Entscheidungsstichwort (Thema)
Elektronisches Postfach. Teil der Privatsphäre. Automatisch generierte Bestätigungs-E-Mails. Eingangsbestätigung. Werbung. Rechtswidriger Eingriff. Allgemeines Persönlichkeitsrecht. Ausdrückliches Widersprechen des Erhalt von Werbung. Wiederholungsgefahr
Leitsatz (amtlich)
a) Ein von einer natürlichen Person unterhaltenes elektronisches Postfach ist Teil der Privatsphäre.
b) Automatisch generierte Bestätigungs-E-Mails, die sowohl eine Eingangsbestätigung in Bezug auf zuvor versandte Nachrichten als auch Werbung enthalten, stellen einen rechtswidrigen Eingriff in das allgemeine Persönlichkeitsrecht des Betroffenen dar, wenn dieser dem Erhalt von Werbung zuvor ausdrücklich widersprochen hat.
Normenkette
BGB § 823
Verfahrensgang
LG Stuttgart (Urteil vom 04.02.2015; Aktenzeichen 4 S 165/14) |
AG Stuttgart-Bad Cannstatt (Urteil vom 25.04.2014; Aktenzeichen 10 C 225/14) |
Tenor
Auf die Revision des Klägers wird das Urteil der 4. Zivilkammer des LG Stuttgart vom 4.2.2015 aufgehoben.

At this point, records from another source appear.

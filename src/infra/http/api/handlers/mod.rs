//! API handlers organized by resource type.
//!
//! Helper functions for error conversion and request parsing are defined here
//! and shared across modules.

mod health;
mod history;
mod problems;
mod replies;
mod solutions;
mod stats;

pub use health::*;
pub use history::*;
pub use problems::*;
pub use replies::*;
pub use solutions::*;
pub use stats::*;

// ----- Shared query structs -----

use axum::Json;
use axum::extract::Path;
use axum::extract::rejection::{JsonRejection, PathRejection};
use serde::Deserialize;
use uuid::Uuid;

/// Raw problem feed parameters. Numbers stay strings so malformed values
/// fall back to defaults instead of rejecting the request.
#[derive(Debug, Default, Deserialize)]
pub struct ProblemFeedParams {
    pub page: Option<String>,
    pub limit: Option<String>,
    pub search: Option<String>,
    pub topic: Option<String>,
    pub status: Option<String>,
}

#[derive(Debug, Default, Deserialize)]
pub struct SolutionFeedParams {
    pub page: Option<String>,
    pub limit: Option<String>,
    pub accepted: Option<String>,
    #[serde(rename = "submittedByMe")]
    pub submitted_by_me: Option<String>,
}

/// `accepted` is `true`/`false`; anything else (including `all`) means no filter.
#[derive(Debug, Default, Deserialize)]
pub struct SolvedParams {
    pub page: Option<String>,
    pub limit: Option<String>,
    pub topic: Option<String>,
    pub accepted: Option<String>,
}

#[derive(Debug, Default, Deserialize)]
pub struct UploadedParams {
    pub topic: Option<String>,
}

pub(crate) fn parse_number(raw: Option<&str>) -> Option<u32> {
    raw.and_then(|value| value.trim().parse::<u32>().ok())
}

/// `true`/`false` in any case; anything else means "not given".
pub(crate) fn parse_flag(raw: Option<&str>) -> Option<bool> {
    match raw.map(|value| value.trim().to_ascii_lowercase()) {
        Some(value) if value == "true" => Some(true),
        Some(value) if value == "false" => Some(false),
        _ => None,
    }
}

pub(crate) fn path_id(path: Result<Path<Uuid>, PathRejection>) -> Result<Uuid, ApiError> {
    path.map(|Path(id)| id)
        .map_err(|rejection| ApiError::bad_request("Invalid identifier", Some(rejection.body_text())))
}

pub(crate) fn json_body<T>(payload: Result<Json<T>, JsonRejection>) -> Result<T, ApiError> {
    payload
        .map(|Json(value)| value)
        .map_err(|rejection| {
            ApiError::bad_request("Malformed request body", Some(rejection.body_text()))
        })
}

// ----- Shared error conversions -----

use axum::http::StatusCode;

use crate::application::feed::FeedError;
use crate::application::interactions::InteractionError;
use crate::application::problems::ProblemError;
use crate::application::replies::ReplyError;
use crate::application::repos::RepoError;
use crate::application::solutions::SolutionError;
use crate::application::stats::StatsError;
use crate::domain::error::DomainError;

use super::error::{ApiError, codes};

pub(crate) fn repo_to_api(err: RepoError) -> ApiError {
    match err {
        RepoError::Duplicate { constraint } => ApiError::new(
            StatusCode::CONFLICT,
            codes::DUPLICATE,
            "Duplicate record",
            Some(constraint),
        ),
        RepoError::NotFound => ApiError::not_found("resource not found"),
        RepoError::InvalidInput { message } => ApiError::new(
            StatusCode::BAD_REQUEST,
            codes::INVALID_INPUT,
            "Invalid input",
            Some(message),
        ),
        RepoError::Integrity { message } => ApiError::new(
            StatusCode::CONFLICT,
            codes::INTEGRITY,
            "Integrity constraint violated",
            Some(message),
        ),
        RepoError::Timeout => ApiError::new(
            StatusCode::SERVICE_UNAVAILABLE,
            codes::DB_TIMEOUT,
            "Database timeout",
            None,
        ),
        RepoError::Persistence(msg) => ApiError::new(
            StatusCode::INTERNAL_SERVER_ERROR,
            codes::REPO,
            "Persistence error",
            Some(msg),
        ),
    }
}

pub(crate) fn domain_to_api(err: DomainError) -> ApiError {
    match err {
        DomainError::NotFound { .. } => ApiError::not_found("resource not found"),
        other => ApiError::validation(other.to_string()),
    }
}

pub(crate) fn feed_to_api(err: FeedError) -> ApiError {
    match err {
        FeedError::InvalidFilter(message) => ApiError::bad_request("Invalid filter", Some(message)),
        FeedError::Unauthenticated(_) => ApiError::unauthorized(Some(err.to_string())),
        FeedError::Repo(repo) => repo_to_api(repo),
    }
}

pub(crate) fn problem_to_api(err: ProblemError) -> ApiError {
    match err {
        ProblemError::Invalid(domain) => domain_to_api(domain),
        ProblemError::DuplicateTitle(_) => ApiError::new(
            StatusCode::CONFLICT,
            codes::DUPLICATE,
            "Problem already exists",
            Some(err.to_string()),
        ),
        ProblemError::NotFound => ApiError::not_found("problem not found"),
        ProblemError::Forbidden => ApiError::forbidden(err.to_string()),
        ProblemError::Repo(repo) => repo_to_api(repo),
    }
}

pub(crate) fn solution_to_api(err: SolutionError) -> ApiError {
    match err {
        SolutionError::Invalid(domain) => domain_to_api(domain),
        SolutionError::ProblemNotFound => ApiError::not_found("problem not found"),
        SolutionError::NotFound => ApiError::not_found("solution not found"),
        SolutionError::NearDuplicate => {
            ApiError::conflict("Duplicate solution", err.to_string())
        }
        SolutionError::Forbidden => ApiError::forbidden(err.to_string()),
        SolutionError::Repo(repo) => repo_to_api(repo),
    }
}

pub(crate) fn reply_to_api(err: ReplyError) -> ApiError {
    match err {
        ReplyError::Invalid(domain) => domain_to_api(domain),
        ReplyError::SolutionNotFound => ApiError::not_found("solution not found"),
        ReplyError::Repo(repo) => repo_to_api(repo),
    }
}

pub(crate) fn interaction_to_api(err: InteractionError) -> ApiError {
    match err {
        InteractionError::SolutionNotFound => ApiError::not_found("solution not found"),
        InteractionError::ProblemNotFound => ApiError::not_found("problem not found"),
        InteractionError::Conflict { .. } => {
            ApiError::conflict("Conflicting interaction", err.to_string())
        }
        InteractionError::NotProblemOwner => ApiError::forbidden(err.to_string()),
        InteractionError::Repo(repo) => repo_to_api(repo),
    }
}

pub(crate) fn stats_to_api(err: StatsError) -> ApiError {
    match err {
        StatsError::Repo(repo) => repo_to_api(repo),
    }
}
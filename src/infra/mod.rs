//! Infrastructure adapters and runtime bootstrap.

pub mod db;
pub mod error;
pub mod http;
pub mod redis_cache;
pub mod telemetry;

Die Berufung der Beklagten gegen das Urteil des AG Stuttgart-Bad Cannstatt vom 25.4.2014 wird mit der klarstellenden Maßgabe zurückgewiesen, dass Ziff. 1. des Tenors wie folgt lautet:
"1. Die Beklagte wird verurteilt, es bei Meidung eines vom Gericht für jeden Fall der Zuwiderhandlung festzusetzenden Ordnungsgeldes von bis zu 250.000 EUR, ersatzweise Ordnungshaft, oder Ordnungshaft bis zu sechs Monaten, zu vollziehen an einem der Vorstandsmitglieder der Beklagten, zu unterlassen, zum Zwecke der Werbung mit dem Kläger ohne dessen Einverständnis per E-Mail unter der Adresse k. @t-online.de Kontakt aufzunehmen oder aufnehmen zu lassen, wenn dies geschieht wie im Falle der E-Mail Sendungen vom 10., 11. und 19.12.2013."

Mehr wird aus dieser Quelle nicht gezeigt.